Research and Creative Achievement honors are bestowed to senior faculty in recognition of excellence in research, scholarship, and creative achievement.
Mark DeKay, a professor in the College of Architecture and Design, teaches courses in sustainable architecture, with a focus on climactic and daylight analysis and environmentally responsive design. DeKay’s research is helping to combat expanding energy consumption and global warming. He is a prolific scholar and the author of two critically acclaimed books in his subject areas that have established him as a research leader internationally. His two-volume book Sun, Wind & Light: Architectural Design Strategies is the leading text on sustainable design in architectural education, while Integral Sustainable Design: Transformative Perspectives applies integral theory—the attempt to place a diversity of theories and thinkers into a single framework—to design. Sustainable theories and design strategies explored in Integral Sustainable Design are being explored and tested by academies in South Africa and Australia. Additionally, he is a co-author of a continuing education program in green building for professionals and the developer of a game that explores net-zero energy design strategies.

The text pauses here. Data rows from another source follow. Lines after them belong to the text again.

use crate::domain::model::TaskDescription;
use crate::utils::error::Result;
use indexmap::IndexMap;
use serde::{Deserialize, Serialize};

/// Service name to task descriptions, in the order services were enumerated.
#[derive(Debug, Clone, Default, PartialEq, Serialize, Deserialize)]
#[serde(transparent)]
pub struct ClusterSnapshot {
    services: IndexMap<String, Vec<TaskDescription>>,
}

impl ClusterSnapshot {
    pub fn new() -> Self {
        Self::default()
    }

    /// Inserts a service's tasks. A repeated name replaces the earlier tasks
    /// but keeps its original position.
    pub fn insert(&mut self, service_name: impl Into<String>, tasks: Vec<TaskDescription>) {
        self.services.insert(service_name.into(), tasks);
    }

    pub fn tasks(&self, service_name: &str) -> Option<&[TaskDescription]> {
        self.services.get(service_name).map(Vec::as_slice)
    }

    pub fn contains(&self, service_name: &str) -> bool {
        self.services.contains_key(service_name)
    }

    pub fn service_names(&self) -> impl Iterator<Item = &str> {
        self.services.keys().map(String::as_str)
    }

    pub fn iter(&self) -> impl Iterator<Item = (&str, &[TaskDescription])> {
        self.services
            .iter()
            .map(|(name, tasks)| (name.as_str(), tasks.as_slice()))
    }

    pub fn len(&self) -> usize {
        self.services.len()
    }

    pub fn is_empty(&self) -> bool {
        self.services.is_empty()
    }

    pub fn task_count(&self) -> usize {
        self.services.values().map(Vec::len).sum()
    }

    pub fn to_json_pretty(&self) -> Result<String> {
        Ok(serde_json::to_string_pretty(self)?)
    }

    pub fn to_json(&self) -> Result<String> {
        Ok(serde_json::to_string(self)?)
    }

    pub fn from_json(content: &str) -> Result<Self> {
        Ok(serde_json::from_str(content)?)
    }
}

Professor of Psychology Todd Freeberg’s research is focused on understanding how social processes influence the ways individuals communicate. In particular, he looks at the complex evolution of nonverbal behavior in social communities as a way of understanding the origin of human language. A study of birds in flocks of varying sizes yielded one of his important contributions to the field: that social complexity can drive vocal complexity. This initial study led Freeberg to co-chair a joint meeting of the Animal Behavior Society in 2011, and he was featured in a special issue of the prestigious journal Philosophical Transactions of the Royal Society. Freeberg has shown that the more diverse and complex the flock, the more readily the birds can solve problems, suggesting that heterogeneity is a factor in intelligence. Freeberg has authored more than 70 publications and given 14 invited talks throughout the country and internationally. In 2015, he received the College of Arts and Sciences Award for Excellence in Research and Creative Achievement.

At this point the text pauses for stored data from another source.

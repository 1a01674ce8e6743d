//! Statsd reporting for cache, refresh and task metrics.
use std::collections::BTreeMap;
use std::io;
use std::net::{ToSocketAddrs, UdpSocket};
use std::ops::Deref;
use std::sync::OnceLock;

use cadence::{Metric, MetricBuilder, StatsdClient, UdpMetricSink};

static METRICS_CLIENT: OnceLock<MetricsClient> = OnceLock::new();

thread_local! {
    static CURRENT_CLIENT: Option<&'static MetricsClient> = METRICS_CLIENT.get();
}

/// The metrics prelude that is necessary to use the client.
pub mod prelude {
    pub use cadence::prelude::*;
}

#[derive(Debug)]
pub struct MetricsClient {
    /// The raw statsd client.
    pub statsd_client: StatsdClient,

    /// A collection of tags and values that will be sent with every metric.
    tags: BTreeMap<String, String>,
}

impl MetricsClient {
    #[inline(always)]
    pub fn send_metric<'a, T>(&'a self, mut metric: MetricBuilder<'a, '_, T>)
    where
        T: Metric + From<String>,
    {
        for (tag, value) in self.tags.iter() {
            metric = metric.with_tag(tag, value);
        }
        metric.send()
    }
}

impl Deref for MetricsClient {
    type Target = StatsdClient;

    fn deref(&self) -> &Self::Target {
        &self.statsd_client
    }
}

/// Tell the metrics system to report to statsd.
///
/// Calling this more than once keeps the first configured client.
pub fn configure_statsd<A: ToSocketAddrs>(
    prefix: &str,
    host: A,
    tags: BTreeMap<String, String>,
) -> io::Result<()> {
    let addrs: Vec<_> = host.to_socket_addrs()?.collect();
    if let Some(addr) = addrs.first() {
        tracing::info!("Reporting metrics to statsd at {}", addr);
    }
    let socket = UdpSocket::bind("0.0.0.0:0")?;
    socket.set_nonblocking(true)?;
    let sink = UdpMetricSink::from(&addrs[..], socket).map_err(io::Error::other)?;
    let statsd_client = StatsdClient::from_sink(prefix, sink);

    if METRICS_CLIENT
        .set(MetricsClient {
            statsd_client,
            tags,
        })
        .is_err()
    {
        tracing::warn!("statsd client was already configured");
    }

    Ok(())
}

/// Invoke a callback with the current statsd client.
///
/// If statsd is not configured the callback is not invoked. For the most part
/// the [`metric!`](crate::metric) macro should be used instead.
#[inline(always)]
pub fn with_client<F, R>(f: F) -> R
where
    F: FnOnce(&MetricsClient) -> R,
    R: Default,
{
    CURRENT_CLIENT.with(|client| {
        if let Some(client) = client {
            f(client)
        } else {
            Default::default()
        }
    })
}

/// Emits a metric.
///
/// Does nothing until [`configure_statsd`] was called.
///
/// ```ignore
/// metric!(counter("refresh.trigger") += 1, "trigger" => "manual");
/// metric!(timer("refresh.lease.held") = held_for);
/// ```
#[macro_export]
macro_rules! metric {
    (counter($id:expr) += $value:expr $(, $k:expr => $v:expr)* $(,)?) => {
        $crate::metric!(@send count_with_tags, $id, $value $(, $k => $v)*)
    };
    (gauge($id:expr) = $value:expr $(, $k:expr => $v:expr)* $(,)?) => {
        $crate::metric!(@send gauge_with_tags, $id, $value $(, $k => $v)*)
    };
    (timer($id:expr) = $value:expr $(, $k:expr => $v:expr)* $(,)?) => {
        $crate::metric!(@send time_with_tags, $id, $value $(, $k => $v)*)
    };
    (histogram($id:expr) = $value:expr $(, $k:expr => $v:expr)* $(,)?) => {
        $crate::metric!(@send histogram_with_tags, $id, $value $(, $k => $v)*)
    };

    (@send $method:ident, $id:expr, $value:expr $(, $k:expr => $v:expr)*) => {{
        use $crate::metrics::prelude::*;
        $crate::metrics::with_client(|client| {
            client.send_metric(client.$method($id, $value) $(.with_tag($k, $v))*);
        })
    }};
}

Robert Grzywacz, professor of physics and director of the UT–Oak Ridge National Laboratory Joint Institute for Nuclear Physics and Applications, recently headed the effort that led to the discovery of a new chemical element—No. 117, a halogen named Tennessine, giving our state a permanent place on the periodic table. He developed a process to measure the decay of nuclear materials down to one millionth of a second, which was vital to the discovery. On the strength of this research, last fall Grzywacz was elected a fellow of the American Physical Society—an honor given to only 0.5 percent of the APS membership. Much of his research is funded by the US Department of Energy and the DOE National Nuclear Security Administration, and he is responsible for $1.6 million in physics research funding. He is the author of more than 220 refereed papers.
Hairong Qi, professor in the Department of Electrical Engineering and Computer Science and Gonzalez Family Professor in Image Processing, studies advanced imaging and collaborative processing. She pioneered the application of mobile-agent-based paradigms for supporting collaborative processing in distributed environments. Qi’s instincts, leadership, and knowledge have allowed her to identify and lead highly sought-after opportunities in interdisciplinary studies. Her recent work in fast rock sample selection for NASA’s Mars rover and in nuclear source identification and tracking shows her aptitude for transferring her knowledge in image processing to tackle key issues in demanding environments. She is a productive teacher and researcher who in the past five years alone has attracted over $3 million in external funding, graduated eight PhD students, and published 23 refereed journal papers with the high h-index score of 38. She has received a National Science Foundation CAREER Award, best paper awards at two international conferences, and the Highest Impact Paper award from the IEEE Geoscience and Remote Sensing Society.